Seit dem Wegfall des Rabattgesetzes 2001 probierten sich fast alle Player im Lebensmitteleinzelhandel (LEH) an Kundenkarten. Bekanntester und erfolgreichster Player ist Payback, gefolgt von der Deutschland-Card. Die „Lidl Plus App“ belegt Platz 3 der beliebtesten Kundenbindungsprogramme.

Dr. Markus Wuebben, Gründer von Cross Engage und Experte für Customer-Value-Management (CVM), befürwortet den Ausstieg der Rewe bei Payback. Multipartner-Programme hätten unterm Strich nur zwei Vorteile: Der Kunde kann besser verstanden werden, weil das Unternehmen mehr Daten zum einzelnen Kunden durch Partnerunternehmen bekommt. Eine Drogerie kann beispielsweise bessere Voraussagen über das Kundenverhalten im eigenen Markt treffen, wenn das Unternehmen auch weiß, wie der Kunde sich im Lebensmitteleinzelhandel verhält.

Zweiter Punkt: Das Unternehmen gewinnt neue Kunden. Je mehr Partnerunternehmen es im Umfeld gibt, umso höher steigt der prozentuale Anteil an Kunden und Nutzern innerhalb des Netzwerks. Ein Beispiel: Durch den Eintritt von Aral bei Payback – vor über 15 Jahren! – haben sowohl der Drogeriemarkt dm 7 Prozent als auch Aral selbst 12 Prozent Neukunden gewonnen.

Wenig zu bieten

Für reichweitenstarke Frequenztreiber, wie Rewe oder Edeka, sieht Wuebben jedoch wenige Vorteile bei einem Multipartner-Programm. „Vollsortimenter haben bereits extrem viele Daten über fast alle Lebensbereiche“, sagt der CVM-Experte. Die gesammelten Daten müssten geteilt werden. Was je nach Partner auch ein Nachteil sein könne. Auch Datennutzungsrechte und Kontaktregeln, also wie oft ein Kunde angeschrieben werden darf, seien große Streitpunkte. „Die Partnerunternehmen geben ihre Daten auf“, so Wuebben. Obendrauf kommen Gebühren für die Teilnahme an Partnerprogrammen hinzu.

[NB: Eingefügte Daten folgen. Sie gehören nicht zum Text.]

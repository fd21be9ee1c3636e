//! Requisition domain models.
//!
//! A requisition is the buyer's record of what a vessel needs delivered to a
//! port. It owns an ordered list of line items that are created together with
//! it from a single spreadsheet upload.

use chrono::NaiveDate;
use serde::{Deserialize, Serialize};
use validator::Validate;

/// Placeholder used when no vessel column could be resolved.
pub const UNKNOWN_VESSEL: &str = "Unknown Vessel";
/// Placeholder used when no port column could be resolved.
pub const UNKNOWN_PORT: &str = "Unknown Port";
/// Currency assumed when the sheet does not state one.
pub const DEFAULT_CURRENCY: &str = "USD";
/// Maximum number of characters kept in `RequisitionItem::item_name`.
pub const ITEM_NAME_MAX_CHARS: usize = 200;

/// Requisition header extracted from the top block of an uploaded sheet.
#[derive(Debug, Clone, Serialize, Deserialize, Validate, PartialEq)]
pub struct Requisition {
    #[validate(length(min = 1, message = "Vessel name must not be empty"))]
    pub vessel_name: String,
    #[serde(default, skip_serializing_if = "Option::is_none")]
    pub vessel_imo: Option<String>,
    #[serde(default, skip_serializing_if = "Option::is_none")]
    pub requisition_number: Option<String>,
    #[serde(default, skip_serializing_if = "Option::is_none")]
    pub requisition_title: Option<String>,
    /// ISO date when the sheet value was recognisable, otherwise the raw text.
    #[serde(default, skip_serializing_if = "Option::is_none")]
    pub requisition_date: Option<String>,
    #[serde(default, skip_serializing_if = "Option::is_none")]
    pub requisition_group: Option<String>,
    #[validate(length(min = 1, message = "Port name must not be empty"))]
    pub port_name: String,
    pub delivery_date: NaiveDate,
    #[validate(length(min = 1, message = "Currency must not be empty"))]
    pub currency: String,
    #[serde(default, skip_serializing_if = "Option::is_none")]
    pub notes: Option<String>,
    pub status: RequisitionStatus,
}

impl Requisition {
    /// Create a draft requisition with the mandatory header fields set.
    pub fn new(vessel_name: String, port_name: String, delivery_date: NaiveDate) -> Self {
        Self {
            vessel_name,
            vessel_imo: None,
            requisition_number: None,
            requisition_title: None,
            requisition_date: None,
            requisition_group: None,
            port_name,
            delivery_date,
            currency: DEFAULT_CURRENCY.to_string(),
            notes: None,
            status: RequisitionStatus::Draft,
        }
    }

    /// ISO `YYYY-MM-DD` rendering of the delivery date.
    pub fn delivery_date_iso(&self) -> String {
        self.delivery_date.format("%Y-%m-%d").to_string()
    }

    /// True when the vessel name is the parser placeholder.
    pub fn has_unknown_vessel(&self) -> bool {
        self.vessel_name == UNKNOWN_VESSEL
    }

    /// True when the port name is the parser placeholder.
    pub fn has_unknown_port(&self) -> bool {
        self.port_name == UNKNOWN_PORT
    }
}

/// Lifecycle of a requisition once it has been stored.
#[derive(Debug, Clone, Copy, Serialize, Deserialize, PartialEq, Eq, Hash, Default)]
#[serde(rename_all = "snake_case")]
pub enum RequisitionStatus {
    #[default]
    Draft,
    RfqSent,
    QuotationsReceived,
    Completed,
}

impl RequisitionStatus {
    pub fn as_str(&self) -> &'static str {
        match self {
            Self::Draft => "draft",
            Self::RfqSent => "rfq_sent",
            Self::QuotationsReceived => "quotations_received",
            Self::Completed => "completed",
        }
    }

    /// Status transitions only move forward, one step at a time.
    pub fn can_transition_to(&self, next: RequisitionStatus) -> bool {
        matches!(
            (self, next),
            (Self::Draft, Self::RfqSent)
                | (Self::RfqSent, Self::QuotationsReceived)
                | (Self::QuotationsReceived, Self::Completed)
        )
    }

    pub fn is_terminal(&self) -> bool {
        matches!(self, Self::Completed)
    }
}

impl std::fmt::Display for RequisitionStatus {
    fn fmt(&self, f: &mut std::fmt::Formatter<'_>) -> std::fmt::Result {
        f.write_str(self.as_str())
    }
}

/// One requested product line within a requisition.
#[derive(Debug, Clone, Serialize, Deserialize, Validate, PartialEq)]
pub struct RequisitionItem {
    /// 1-based position in emission order.
    #[validate(range(min = 1))]
    pub line_number: u32,
    #[serde(default, skip_serializing_if = "Option::is_none")]
    pub item_number: Option<String>,
    #[validate(length(min = 1, max = 200, message = "Item name must be between 1 and 200 characters"))]
    pub item_name: String,
    #[validate(length(min = 1, message = "Item description must not be empty"))]
    pub item_description: String,
    pub quantity: f64,
    #[serde(default, skip_serializing_if = "Option::is_none")]
    pub unit: Option<String>,
    #[serde(default, skip_serializing_if = "Option::is_none")]
    pub department: Option<String>,
    #[serde(default, skip_serializing_if = "Option::is_none")]
    pub specifications: Option<String>,
    #[serde(default, skip_serializing_if = "Option::is_none")]
    pub notes: Option<String>,
}

impl RequisitionItem {
    /// Build an item from its description, deriving the truncated name.
    pub fn new(line_number: u32, description: String, quantity: f64) -> Self {
        Self {
            line_number,
            item_number: None,
            item_name: truncate_item_name(&description),
            item_description: description,
            quantity,
            unit: None,
            department: None,
            specifications: None,
            notes: None,
        }
    }

    /// Quantity must be a finite, strictly positive number.
    pub fn has_valid_quantity(&self) -> bool {
        self.quantity.is_finite() && self.quantity > 0.0
    }
}

/// First `ITEM_NAME_MAX_CHARS` characters of a description.
pub fn truncate_item_name(description: &str) -> String {
    description.chars().take(ITEM_NAME_MAX_CHARS).collect()
}

#[cfg(test)]
mod tests {
    use super::*;

    #[test]
    fn test_status_transitions_are_forward_only() {
        use RequisitionStatus::*;

        assert!(Draft.can_transition_to(RfqSent));
        assert!(RfqSent.can_transition_to(QuotationsReceived));
        assert!(QuotationsReceived.can_transition_to(Completed));

        assert!(!Draft.can_transition_to(Completed));
        assert!(!Completed.can_transition_to(Draft));
        assert!(!RfqSent.can_transition_to(RfqSent));
        assert!(Completed.is_terminal());
    }

    #[test]
    fn test_status_serializes_snake_case() {
        let json = serde_json::to_string(&RequisitionStatus::QuotationsReceived).unwrap();
        assert_eq!(json, "\"quotations_received\"");
        assert_eq!(RequisitionStatus::RfqSent.to_string(), "rfq_sent");
    }

    #[test]
    fn test_item_name_truncated_on_char_boundary() {
        let description = "é".repeat(250);
        let item = RequisitionItem::new(1, description.clone(), 2.0);

        assert_eq!(item.item_name.chars().count(), ITEM_NAME_MAX_CHARS);
        assert_eq!(item.item_description, description);
    }

    #[test]
    fn test_delivery_date_serializes_as_iso() {
        let date = NaiveDate::from_ymd_opt(2024, 5, 1).unwrap();
        let requisition = Requisition::new("MV Star".into(), "Singapore".into(), date);

        let value = serde_json::to_value(&requisition).unwrap();
        assert_eq!(value["delivery_date"], "2024-05-01");
        assert_eq!(value["status"], "draft");
        assert_eq!(value["currency"], "USD");
        assert!(value.get("vessel_imo").is_none());
        assert_eq!(requisition.delivery_date_iso(), "2024-05-01");
    }

    #[test]
    fn test_empty_vessel_name_fails_validation() {
        let date = NaiveDate::from_ymd_opt(2024, 5, 1).unwrap();
        let requisition = Requisition::new(String::new(), "Singapore".into(), date);
        assert!(requisition.validate().is_err());
    }

    #[test]
    fn test_quantity_must_be_positive() {
        assert!(RequisitionItem::new(1, "Bolts".into(), 5.0).has_valid_quantity());
        assert!(!RequisitionItem::new(1, "Bolts".into(), 0.0).has_valid_quantity());
        assert!(!RequisitionItem::new(1, "Bolts".into(), f64::NAN).has_valid_quantity());
    }
}
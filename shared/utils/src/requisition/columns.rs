//! Column Synonyms
//!
//! ERP exports name the same column differently. Each field carries an
//! ordered list of header names; lookups try them in order and take the first
//! one with a non-empty value. Adding an export variant is a table change.

use serde::{Deserialize, Serialize};
use std::collections::{BTreeMap, HashMap};
use std::str::FromStr;

use super::reader::SheetRow;
use crate::log_warn;

/// Every requisition field the parser reads from a sheet.
#[derive(Debug, Clone, Copy, PartialEq, Eq, PartialOrd, Ord, Hash, Serialize, Deserialize)]
#[serde(rename_all = "snake_case")]
pub enum Field {
    VesselName,
    VesselImo,
    RequisitionNumber,
    RequisitionTitle,
    RequisitionDate,
    RequisitionGroup,
    PortName,
    DeliveryDate,
    Currency,
    Notes,
    ItemNumber,
    Description,
    Quantity,
    Unit,
    Department,
    Specifications,
    ItemNotes,
}

impl Field {
    pub const ALL: [Field; 17] = [
        Field::VesselName,
        Field::VesselImo,
        Field::RequisitionNumber,
        Field::RequisitionTitle,
        Field::RequisitionDate,
        Field::RequisitionGroup,
        Field::PortName,
        Field::DeliveryDate,
        Field::Currency,
        Field::Notes,
        Field::ItemNumber,
        Field::Description,
        Field::Quantity,
        Field::Unit,
        Field::Department,
        Field::Specifications,
        Field::ItemNotes,
    ];

    pub fn as_str(&self) -> &'static str {
        match self {
            Self::VesselName => "vessel_name",
            Self::VesselImo => "vessel_imo",
            Self::RequisitionNumber => "requisition_number",
            Self::RequisitionTitle => "requisition_title",
            Self::RequisitionDate => "requisition_date",
            Self::RequisitionGroup => "requisition_group",
            Self::PortName => "port_name",
            Self::DeliveryDate => "delivery_date",
            Self::Currency => "currency",
            Self::Notes => "notes",
            Self::ItemNumber => "item_number",
            Self::Description => "description",
            Self::Quantity => "quantity",
            Self::Unit => "unit",
            Self::Department => "department",
            Self::Specifications => "specifications",
            Self::ItemNotes => "item_notes",
        }
    }
}

impl FromStr for Field {
    type Err = String;

    fn from_str(name: &str) -> Result<Self, Self::Err> {
        Field::ALL
            .into_iter()
            .find(|field| field.as_str() == name)
            .ok_or_else(|| format!("Unknown requisition field '{}'", name))
    }
}

/// Built-in header names, in lookup order.
const DEFAULT_SYNONYMS: &[(Field, &[&str])] = &[
    (Field::VesselName, &["Vessel", "Vessel Name", "vessel_name", "Ship", "Ship Name"]),
    (Field::VesselImo, &["IMO", "IMO No", "IMO Number", "vessel_imo"]),
    (
        Field::RequisitionNumber,
        &["Requisition No", "Requisition Number", "Req No", "Req. No.", "requisition_number"],
    ),
    (Field::RequisitionTitle, &["Requisition Title", "Title", "requisition_title"]),
    (Field::RequisitionDate, &["Requisition Date", "Req Date", "Date", "requisition_date"]),
    (Field::RequisitionGroup, &["Requisition Group", "Group", "requisition_group"]),
    (Field::PortName, &["Port", "Port Name", "Delivery Port", "port_name"]),
    (Field::DeliveryDate, &["Delivery Date", "ETA", "Required Date", "delivery_date"]),
    (Field::Currency, &["Currency", "Curr", "currency"]),
    (Field::Notes, &["Notes", "Requisition Notes", "notes"]),
    (
        Field::ItemNumber,
        &["Item No", "Item Number", "Item Code", "Part No", "Code", "item_number"],
    ),
    (
        Field::Description,
        &[
            "Description",
            "Item Description",
            "Desc",
            "Item",
            "Item Name",
            "description",
            "item_description",
            "item_name",
        ],
    ),
    (Field::Quantity, &["Qty", "Quantity", "Requested Qty", "Qty Requested", "quantity"]),
    (Field::Unit, &["Unit", "UoM", "UOM", "Unit of Measure", "unit"]),
    (Field::Department, &["Department", "Dept", "Store", "Category", "department"]),
    (
        Field::Specifications,
        &["Specifications", "Specification", "Specs", "specifications"],
    ),
    (Field::ItemNotes, &["Item Notes", "Item Remarks", "Remarks", "item_notes"]),
];

/// Field → ordered candidate header names.
#[derive(Debug, Clone, PartialEq, Eq)]
pub struct ColumnMap {
    entries: BTreeMap<Field, Vec<String>>,
}

impl Default for ColumnMap {
    fn default() -> Self {
        let entries = DEFAULT_SYNONYMS
            .iter()
            .map(|(field, names)| (*field, names.iter().map(|n| n.to_string()).collect()))
            .collect();
        Self { entries }
    }
}

impl ColumnMap {
    pub fn new() -> Self {
        Self::default()
    }

    /// Append extra header names for a field. Duplicates are ignored.
    pub fn with_extra<I, S>(mut self, field: Field, names: I) -> Self
    where
        I: IntoIterator<Item = S>,
        S: Into<String>,
    {
        let candidates = self.entries.entry(field).or_default();
        for name in names {
            let name = name.into();
            if !name.is_empty() && !candidates.contains(&name) {
                candidates.push(name);
            }
        }
        self
    }

    /// Apply the `extra_columns` section of the parser configuration.
    /// Unknown field names are logged and ignored.
    pub fn with_overrides(self, overrides: &HashMap<String, Vec<String>>) -> Self {
        // Sorted so the resulting order does not depend on hash iteration.
        let sorted: BTreeMap<_, _> = overrides.iter().collect();
        sorted.into_iter().fold(self, |map, (name, names)| match name.parse::<Field>() {
            Ok(field) => map.with_extra(field, names.iter().cloned()),
            Err(reason) => {
                log_warn!("Ignoring extra columns: {}", reason);
                map
            }
        })
    }

    pub fn candidates(&self, field: Field) -> &[String] {
        self.entries.get(&field).map(Vec::as_slice).unwrap_or(&[])
    }

    /// Trimmed value of the first candidate present with a non-empty value.
    pub fn lookup<'r>(&self, row: &'r SheetRow, field: Field) -> Option<&'r str> {
        self.candidates(field).iter().find_map(|candidate| {
            row.get(candidate)
                .map(str::trim)
                .filter(|value| !value.is_empty())
        })
    }
}
//! Maritime Requisition Intake
//!
//! Parses an uploaded purchase-requisition spreadsheet and prints the
//! requisition header and its line items as JSON.

use anyhow::Result;
use clap::Parser;
use serde::Serialize;
use std::path::{Path, PathBuf};
use std::process::ExitCode;

use maritime_utils::{
    init_logging, log_error, log_info, validate_file_size, validate_file_type, AppConfig,
    ErrorResponse, MaritimeError, MaritimeResult, ParseMode, ParsedRequisition, RequisitionParser,
};

#[derive(Debug, Parser)]
#[command(name = "requisition-intake", version, about = "Parse a purchase-requisition spreadsheet into JSON")]
struct Args {
    /// Spreadsheet to parse (.xlsx, .xls or .csv)
    #[arg(value_name = "FILE")]
    file: PathBuf,

    /// Fail on missing metadata or unusable item rows instead of skipping them
    #[arg(long)]
    strict: bool,

    /// Print JSON on a single line
    #[arg(long)]
    compact: bool,
}

fn main() -> ExitCode {
    let args = Args::parse();

    let config = AppConfig::load().unwrap_or_else(|e| {
        eprintln!("Failed to load configuration, using defaults: {}", e);
        AppConfig::default()
    });

    if let Err(e) = init_logging(&config.logging) {
        eprintln!("Failed to initialize logging: {}", e);
    }

    match intake(&args, &config) {
        Ok(parsed) => match render(&parsed, args.compact) {
            Ok(json) => {
                println!("{}", json);
                ExitCode::SUCCESS
            }
            Err(e) => {
                eprintln!("Failed to render output: {}", e);
                ExitCode::FAILURE
            }
        },
        Err(err) => {
            log_error!(err, "Requisition intake failed");
            let response = ErrorResponse::from(err);
            match render(&response, args.compact) {
                Ok(json) => eprintln!("{}", json),
                Err(_) => eprintln!("{}", response.error),
            }
            ExitCode::FAILURE
        }
    }
}

fn intake(args: &Args, config: &AppConfig) -> MaritimeResult<ParsedRequisition> {
    let filename = file_name(&args.file)?;
    validate_file_type(filename, &config.upload.allowed_extensions)?;

    let data = std::fs::read(&args.file)?;
    validate_file_size(data.len() as u64, config.upload.max_file_size)?;

    let mut parser = RequisitionParser::from_config(&config.parser);
    if args.strict {
        parser = parser.with_mode(ParseMode::Strict);
    }

    log_info!("Parsing {} ({} bytes, {:?} mode)", filename, data.len(), parser.mode());
    parser.parse_file(filename, &data)
}

fn file_name(path: &Path) -> MaritimeResult<&str> {
    path.file_name()
        .and_then(|name| name.to_str())
        .ok_or_else(|| MaritimeError::unsupported_format(path.display().to_string()))
}

fn render<T: Serialize>(value: &T, compact: bool) -> Result<String> {
    let json = if compact {
        serde_json::to_string(value)?
    } else {
        serde_json::to_string_pretty(value)?
    };
    Ok(json)
}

Bei der im Mai 2023 veröffentlichten Studie des IFH Köln kommen die Multipartner-Programme deutlich besser weg. Das IFH Köln hat für die Studie mehr als 1.000 Konsumenten online zu ihrer Meinung über Loyalty-Apps befragt und die Daten für das Consumer Barometer der Unternehmensberatung KPMG ausgewertet. An Payback schätzen die Teilnehmer der Studie vor allem die hohe Akzeptanz in vielen Unternehmen, gute Prämien und Angebote sowie die einfache Nutzung. Die Deutschland-Card punktet an erster Stelle mit einfacher Nutzung, aber auch mit vielfältigen Einsatzmöglichkeiten, lokalen Nutzungsmöglichkeiten sowie guten Angeboten und Prämien. Besonders wichtig sind den Kunden anbieterübergreifende Funktionen wie Vergünstigungen und Sonderleistungen für Mitglieder.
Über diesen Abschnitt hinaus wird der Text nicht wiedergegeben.